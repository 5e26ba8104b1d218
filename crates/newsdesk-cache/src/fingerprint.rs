//! Request fingerprints for memoizing non-identity queries.
//!
//! A fingerprint is a cache key derived from the ordered argument
//! sequence of a query call (full scans, filtered or paginated reads),
//! letting repeated calls with equal arguments share one composite
//! cache slot.

use std::collections::hash_map::DefaultHasher;
use std::hash::{Hash, Hasher};

use newsdesk_core::PageRequest;

use crate::error::CacheError;

/// A single call argument contributing to a fingerprint.
///
/// The closed set of variants keeps hashing deterministic across
/// argument types; the enum discriminant is hashed along with the value,
/// so `Int(1)` and `UInt(1)` fingerprint differently.
#[derive(Debug, Clone, PartialEq, Eq, Hash)]
pub enum FingerprintArg {
    /// A string argument, e.g. a search term.
    Str(String),
    /// A signed integer argument, e.g. an entity id.
    Int(i64),
    /// An unsigned integer argument, e.g. a page index or size.
    UInt(u64),
    /// A boolean flag argument.
    Bool(bool),
}

impl From<&str> for FingerprintArg {
    fn from(value: &str) -> Self {
        Self::Str(value.to_string())
    }
}

impl From<String> for FingerprintArg {
    fn from(value: String) -> Self {
        Self::Str(value)
    }
}

impl From<i64> for FingerprintArg {
    fn from(value: i64) -> Self {
        Self::Int(value)
    }
}

impl From<u32> for FingerprintArg {
    fn from(value: u32) -> Self {
        Self::UInt(u64::from(value))
    }
}

impl From<u64> for FingerprintArg {
    fn from(value: u64) -> Self {
        Self::UInt(value)
    }
}

impl From<bool> for FingerprintArg {
    fn from(value: bool) -> Self {
        Self::Bool(value)
    }
}

/// A stable cache key derived from a call's ordered argument sequence.
///
/// Equal argument sequences always produce equal fingerprints. The
/// converse does not hold: the fingerprint is a 64-bit hash with no
/// collision handling, so two structurally different argument sequences
/// that happen to hash identically will silently share a cache slot.
/// This mirrors the behavior of the system this cache replaces and is a
/// known, accepted weakness rather than an oversight.
#[derive(Debug, Clone, Copy, PartialEq, Eq, Hash)]
pub struct RequestFingerprint(u64);

impl RequestFingerprint {
    /// Derives a fingerprint from a non-empty argument sequence.
    ///
    /// # Errors
    ///
    /// Returns [`CacheError::InvalidKeyInput`] if `args` is empty; a key
    /// with no discriminating input would wrongly conflate unrelated
    /// calls, so the caller should skip caching instead.
    pub fn of(args: &[FingerprintArg]) -> Result<Self, CacheError> {
        if args.is_empty() {
            return Err(CacheError::InvalidKeyInput);
        }
        let mut hasher = DefaultHasher::new();
        for arg in args {
            arg.hash(&mut hasher);
        }
        Ok(Self(hasher.finish()))
    }

    /// Derives a fingerprint for a pagination request.
    pub fn of_page(request: PageRequest) -> Result<Self, CacheError> {
        Self::of(&[request.page.into(), request.size.into()])
    }

    /// Returns the raw hash value.
    #[must_use]
    pub fn value(&self) -> u64 {
        self.0
    }
}

#[cfg(test)]
mod tests {
    use super::*;

    #[test]
    fn test_equal_args_fingerprint_identically() {
        let first = RequestFingerprint::of(&["a".into(), 5i64.into()]).expect("fingerprint");
        let second = RequestFingerprint::of(&["a".into(), 5i64.into()]).expect("fingerprint");
        assert_eq!(first, second);
    }

    #[test]
    fn test_empty_args_are_rejected() {
        let err = RequestFingerprint::of(&[]).expect_err("empty input must fail");
        assert!(err.is_invalid_key_input());
    }

    #[test]
    fn test_order_matters() {
        let forward = RequestFingerprint::of(&["a".into(), "b".into()]).expect("fingerprint");
        let reversed = RequestFingerprint::of(&["b".into(), "a".into()]).expect("fingerprint");
        assert_ne!(forward, reversed);
    }

    #[test]
    fn test_variant_is_part_of_the_key() {
        let signed = RequestFingerprint::of(&[FingerprintArg::Int(1)]).expect("fingerprint");
        let unsigned = RequestFingerprint::of(&[FingerprintArg::UInt(1)]).expect("fingerprint");
        assert_ne!(signed, unsigned);
    }

    #[test]
    fn test_page_request_fingerprint() {
        let first = RequestFingerprint::of_page(PageRequest::new(0, 20)).expect("fingerprint");
        let same = RequestFingerprint::of_page(PageRequest::new(0, 20)).expect("fingerprint");
        let other = RequestFingerprint::of_page(PageRequest::new(1, 20)).expect("fingerprint");
        assert_eq!(first, same);
        assert_ne!(first, other);
    }
}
○ ○ ○ ○ ○ ○ ○
• _What to work on_: All lines from the beginning of the material above through the one with "fn from(value: u32)" need to be returned exactly; please return those and only those.

• _Solution_:
repository 5e26ba8104b1d218
filename crates/newsdesk-cache/src/fingerprint.rs
//! Request fingerprints for memoizing non-identity queries.
//!
//! A fingerprint is a cache key derived from the ordered argument
//! sequence of a query call (full scans, filtered or paginated reads),
//! letting repeated calls with equal arguments share one composite
//! cache slot.

use std::collections::hash_map::DefaultHasher;
use std::hash::{Hash, Hasher};

use newsdesk_core::PageRequest;

use crate::error::CacheError;

/// A single call argument contributing to a fingerprint.
///
/// The closed set of variants keeps hashing deterministic across
/// argument types; the enum discriminant is hashed along with the value,
/// so `Int(1)` and `UInt(1)` fingerprint differently.
#[derive(Debug, Clone, PartialEq, Eq, Hash)]
pub enum FingerprintArg {
    /// A string argument, e.g. a search term.
    Str(String),
    /// A signed integer argument, e.g. an entity id.
    Int(i64),
    /// An unsigned integer argument, e.g. a page index or size.
    UInt(u64),
    /// A boolean flag argument.
    Bool(bool),
}

impl From<&str> for FingerprintArg {
    fn from(value: &str) -> Self {
        Self::Str(value.to_string())
    }
}

impl From<String> for FingerprintArg {
    fn from(value: String) -> Self {
        Self::Str(value)
    }
}

impl From<i64> for FingerprintArg {
    fn from(value: i64) -> Self {
        Self::Int(value)
    }
}

impl From<u32> for FingerprintArg {
    fn from(value: u32) -> Self {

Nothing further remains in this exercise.